▶ _Task details_: Only the lines from the beginning of the data below through the line containing "of focusable descriptors" belong in the response, each copied exactly.
━━━ Available records ━━━
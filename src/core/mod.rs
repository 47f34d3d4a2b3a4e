//! # Core Navigation Logic
//!
//! The focus engine. It knows nothing about any specific UI technology.
//!
//! ```text
//!                    ┌─────────────────────────┐
//!                    │         CORE            │
//!                    │  (this module)          │
//!                    │                         │
//!                    │  • FocusRegistry        │
//!                    │  • SpatialNavigator     │
//!                    │  • ViewHistory          │
//!                    │  • FocusableBinding     │
//!                    │                         │
//!                    │  No I/O. No UI. Pure.   │
//!                    └───────────┬─────────────┘
//!                                │ Signal in, NavOutcome out
//!            ┌───────────────────┼───────────────────┐
//!            ▼                   ▼                   ▼
//!     ┌────────────┐      ┌────────────┐      ┌────────────┐
//!     │    TUI     │      │  TV shell  │      │   Tests    │
//!     │  Adapter   │      │  (future)  │      │            │
//!     │ (ratatui)  │      │            │      │            │
//!     └────────────┘      └────────────┘      └────────────┘
//! ```
//!
//! ## Modules
//!
//! - [`geometry`]: `Bounds` and `Direction`
//! - [`registry`]: the per-root ledger of focusable descriptors
//! - [`engine`]: nearest-neighbour navigation and signal dispatch
//! - [`history`]: screen-level back stack with double-back-to-exit
//! - [`binding`]: attaches one element to a registry
//! - [`signal`]: the input `Signal` and the `NavOutcome` it produces
//! - [`config`]: layered settings

pub mod binding;
pub mod config;
pub mod engine;
pub mod geometry;
pub mod history;
pub mod registry;
pub mod signal;

// Re-export commonly used types for convenience
pub use binding::{BindingSpec, FocusHandle, FocusableBinding};
pub use engine::{NavTuning, RootConfig, SpatialNavigator};
pub use geometry::{Bounds, Direction};
pub use history::{BackOutcome, ViewHistory};
pub use registry::{AutoFocus, BoundsProvider, FocusDescriptor, FocusRegistry};
pub use signal::{NavOutcome, Signal};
━━━
▶ _Exercise answer_:
filename src/core/mod.rs
repository 47f34d3d4a2b3a4e
//! # Core Navigation Logic
//!
//! The focus engine. It knows nothing about any specific UI technology.
//!
//! ```text
//!                    ┌─────────────────────────┐
//!                    │         CORE            │
//!                    │  (this module)          │
//!                    │                         │
//!                    │  • FocusRegistry        │
//!                    │  • SpatialNavigator     │
//!                    │  • ViewHistory          │
//!                    │  • FocusableBinding     │
//!                    │                         │
//!                    │  No I/O. No UI. Pure.   │
//!                    └───────────┬─────────────┘
//!                                │ Signal in, NavOutcome out
//!            ┌───────────────────┼───────────────────┐
//!            ▼                   ▼                   ▼
//!     ┌────────────┐      ┌────────────┐      ┌────────────┐
//!     │    TUI     │      │  TV shell  │      │   Tests    │
//!     │  Adapter   │      │  (future)  │      │            │
//!     │ (ratatui)  │      │            │      │            │
//!     └────────────┘      └────────────┘      └────────────┘
//! ```
//!
//! ## Modules
//!
//! - [`geometry`]: `Bounds` and `Direction`
//! - [`registry`]: the per-root ledger of focusable descriptors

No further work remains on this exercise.